Notes from my travels

Travelling through North Bihar at present.


April 7th. Narkatiaganj. Champaran. The town reeks of the fumes given off by the nearby sugar factory. Owned by the Birlas, I am told. Also, the effluents from said factory run untreated into the local rivulet and have turned it into a stinking drain, but that’s another matter. The lodge I’m staying at provides electricity from six in the evening till midnight. Generator power. The regular kind is hardly supplied for 120 minutes a day, and when you discover that bulbs glow dimly and fans make strange noises but refuse to spin, you know that the government ‘line’ is functioning.

Bhikna Thodi. 25 kilometres from Narkatiaganj. One of the villages that are part of the Valmiki Tiger project. Four decades ago, a railway line ran through the village to Nepal across the river bed. Today there’s no railway line, but the signboard of the defunct railway cabin appears to have been recently painted. The eco task force in the village, or ‘ecology committee’ exists, but is functionless and directionless. There was a forest fire a couple of days ago, and the villagers worked hard to put it out. End of story. It was also mentioned that there’s no source of drinking water in the village, and that a major achievement of the panchayat is to ensure that a couple of tankers arrive in the village every two days, carrying potable water from Narkatiaganj. The only source of drinking water is a stream that lies across the riverbed in neighbouring Nepal. The Buddha is said to have spent some days at a well here, which is submerged somewhere in the river bed at present, say the locals.

Rampurva, Gaunaha Block. Site of a fallen Ashokan Pillar. Remote. Picturesque in its own way. Locals say that Bhim used these pillars to play gilli danda!

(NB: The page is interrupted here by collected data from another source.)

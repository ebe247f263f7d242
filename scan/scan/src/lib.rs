//! On-device geometry processing for handheld 3D scanning.
//!
//! This umbrella crate re-exports the scan-* crates and adds
//! [`ScanSession`], which wires a patch store to every engine. All crates
//! are Layer 0 (zero Bevy dependencies) and hold no global state: logging
//! goes through `tracing`, and the host decides whether a subscriber is
//! installed.
//!
//! # Quick Start
//!
//! ```
//! use scan::prelude::*;
//!
//! let mut session = ScanSession::new(SessionConfig::default());
//! let patch = SurfacePatch::new(
//!     PatchId(1),
//!     vec![
//!         Point3::new(0.0, 0.0, 1.0),
//!         Point3::new(0.1, 0.0, 1.0),
//!         Point3::new(0.0, 0.1, 1.0),
//!     ],
//!     vec![[0, 1, 2]],
//! );
//! session.on_patch_event(PatchEvent::Added(patch));
//!
//! // Coverage from the current pose.
//! session.on_camera_update(&Matrix4::identity(), Timestamp::zero());
//! let stats = session.coverage_statistics();
//! assert!(stats.total_cells > 0);
//!
//! // Export products.
//! let cloud = session.point_cloud();
//! let mesh = session.corrected_mesh();
//! assert_eq!(cloud.len(), mesh.vertex_count());
//! ```
//!
//! # Module Organization
//!
//! - [`types`] - Patches, depth frames, point clouds, errors, worker pool
//! - [`cloud`] - Depth back-projection and voxel downsampling
//! - [`fusion`] - Primary/secondary depth fusion and vertex refinement
//! - [`repair`] - Degenerate removal, smoothing, hole filling
//! - [`coverage`] - View-coverage grid, gaps and guidance
//!
//! # Feature Flags
//!
//! - `serde` - `Serialize`/`Deserialize` for parameters and data types

#![warn(missing_docs)]
#![warn(clippy::all)]
#![warn(clippy::pedantic)]
// Safety: Deny unwrap/expect in library code. Tests may use them (workspace warns).
#![cfg_attr(not(test), deny(clippy::unwrap_used, clippy::expect_used))]
#![allow(clippy::module_name_repetitions)]

mod session;

pub use session::{ScanSession, SessionConfig};

// =============================================================================
// Re-exports
// =============================================================================

/// Patches, depth frames, point clouds, errors and the worker pool.
pub use scan_types as types;

/// Depth back-projection and voxel downsampling.
pub use scan_cloud as cloud;

/// Primary/secondary depth fusion and vertex refinement.
pub use scan_fusion as fusion;

/// Degenerate removal, smoothing and hole filling.
pub use scan_repair as repair;

/// View-coverage grid, gaps and guidance.
pub use scan_coverage as coverage;

// =============================================================================
// Prelude
// =============================================================================

/// Common imports for scan processing.
///
/// ```
/// use scan::prelude::*;
/// ```
pub mod prelude {
    // Session
    pub use crate::session::{ScanSession, SessionConfig};

    // Data model
    pub use scan_types::{
        CameraIntrinsics, DepthFrame, Matrix4, PatchEvent, PatchId, Point3, PointCloud,
        PointSource, ScanError, ScanResult, SurfacePatch, Timestamp, Vector3,
    };

    // Engines and their parameters
    pub use scan_cloud::{ExtractionParams, PointCloudExtractor};
    pub use scan_coverage::{
        CoverageParams, CoverageQuality, CoverageStatistics, CoverageTracker, Gap,
        SharedCoverageTracker, ViewGuidance,
    };
    pub use scan_fusion::{DepthFusionEngine, FusionParams};
    pub use scan_repair::{CorrectionParams, MeshCorrectionEngine};
}

// =============================================================================
// Tests
// =============================================================================
//! Unordered point sets.

use nalgebra::{Point3, Vector3};

#[cfg(feature = "serde")]
use serde::{Deserialize, Serialize};

use crate::Timestamp;
use crate::error::{ScanError, ScanResult};

/// Where a point cloud came from.
#[derive(Debug, Clone, Copy, PartialEq, Eq, Hash, Default)]
#[cfg_attr(feature = "serde", derive(Serialize, Deserialize))]
pub enum PointSource {
    /// Back-projected from a depth frame or a fused depth array.
    #[default]
    Lidar,
    /// Vertices of reconstructed surface patches.
    SceneMesh,
    /// Combination of several sources.
    Merged,
}

/// An unordered set of 3D points with optional per-point attributes.
///
/// # Invariants
///
/// Every present attribute array has exactly `points.len()` entries.
///
/// # Example
///
/// ```
/// use nalgebra::Point3;
/// use scan_types::{PointCloud, PointSource};
///
/// let cloud = PointCloud::from_points(
///     vec![Point3::new(0.0, 0.0, 0.0), Point3::new(2.0, 2.0, 2.0)],
///     PointSource::SceneMesh,
/// );
/// assert_eq!(cloud.centroid(), Some(Point3::new(1.0, 1.0, 1.0)));
/// ```
#[derive(Debug, Clone, PartialEq, Default)]
#[cfg_attr(feature = "serde", derive(Serialize, Deserialize))]
pub struct PointCloud {
    /// Point positions in world space.
    pub points: Vec<Point3<f64>>,
    /// Optional per-point confidence in `[0, 1]`.
    pub confidences: Option<Vec<f32>>,
    /// Optional per-point RGBA color.
    pub colors: Option<Vec<[f32; 4]>>,
    /// Optional per-point unit normals.
    pub normals: Option<Vec<Vector3<f64>>>,
    /// Capture time of the source data.
    pub timestamp: Timestamp,
    /// Provenance tag.
    pub source: PointSource,
}

impl PointCloud {
    /// Creates an empty cloud with the given provenance.
    #[must_use]
    pub fn empty(source: PointSource) -> Self {
        Self {
            source,
            ..Self::default()
        }
    }

    /// Creates a cloud from positions only.
    #[must_use]
    pub fn from_points(points: Vec<Point3<f64>>, source: PointSource) -> Self {
        Self {
            points,
            source,
            ..Self::default()
        }
    }

    /// Sets the capture timestamp.
    #[must_use]
    pub fn with_timestamp(mut self, timestamp: Timestamp) -> Self {
        self.timestamp = timestamp;
        self
    }

    /// Number of points.
    #[must_use]
    pub fn len(&self) -> usize {
        self.points.len()
    }

    /// Returns true if the cloud has no points.
    #[must_use]
    pub fn is_empty(&self) -> bool {
        self.points.is_empty()
    }

    /// Checks that every attribute array is parallel to `points`.
    ///
    /// # Errors
    ///
    /// Returns [`ScanError::BufferSizeMismatch`] for the first attribute
    /// array whose length differs from the point count.
    pub fn validate(&self) -> ScanResult<()> {
        let n = self.points.len();
        let lengths = [
            self.confidences.as_ref().map(Vec::len),
            self.colors.as_ref().map(Vec::len),
            self.normals.as_ref().map(Vec::len),
        ];
        match lengths.into_iter().flatten().find(|&len| len != n) {
            Some(len) => Err(ScanError::buffer_mismatch(n, len)),
            None => Ok(()),
        }
    }

    /// Axis-aligned bounds as `(min, max)`, or `None` for an empty cloud.
    #[must_use]
    pub fn bounds(&self) -> Option<(Point3<f64>, Point3<f64>)> {
        let first = *self.points.first()?;
        Some(self.points.iter().fold((first, first), |(lo, hi), p| {
            (lo.inf(p), hi.sup(p))
        }))
    }

    /// Mean of all points, or `None` for an empty cloud.
    #[must_use]
    #[allow(clippy::cast_precision_loss)]
    pub fn centroid(&self) -> Option<Point3<f64>> {
        if self.points.is_empty() {
            return None;
        }
        let sum = self
            .points
            .iter()
            .fold(Vector3::zeros(), |acc, p| acc + p.coords);
        Some(Point3::from(sum / self.points.len() as f64))
    }

    /// Appends another cloud.
    ///
    /// An attribute survives only if both clouds carry it (or `self` is
    /// empty). The provenance becomes [`PointSource::Merged`] when the
    /// sources differ; the later timestamp wins.
    pub fn append(&mut self, other: Self) {
        if other.is_empty() {
            return;
        }
        if self.is_empty() {
            *self = other;
            return;
        }

        self.confidences = join(self.confidences.take(), other.confidences);
        self.colors = join(self.colors.take(), other.colors);
        self.normals = join(self.normals.take(), other.normals);
        self.points.extend(other.points);
        if self.source != other.source {
            self.source = PointSource::Merged;
        }
        self.timestamp = self.timestamp.max(other.timestamp);
    }
}

fn join<T>(a: Option<Vec<T>>, b: Option<Vec<T>>) -> Option<Vec<T>> {
    match (a, b) {
        (Some(mut a), Some(b)) => {
            a.extend(b);
            Some(a)
        }
        _ => None,
    }
}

Bhitiharwa. Site of one of the Ashrams where the Mahatma stayed. Visited the family of the man who invited Gandhi to Champaran to start his famous Indigo movement. The road from the railway station to the Ashram was to have been built six years ago. At least that is what the impressive foundation stone, laid by ( the then)Chief Minister Rabri Devi and Railway minister Laloo Prasad says.

2 comments:

Professori said...

It hurts, doesn't it? The only way forward is to strengthen grassroots democracy so that people are empowered toward self-determination. Swaraj!

Susie Q said...

How many roads does a man walk down, before you can call him a man?
The answer my friend... is blowing in the wind
the answer is blowing in the wind ...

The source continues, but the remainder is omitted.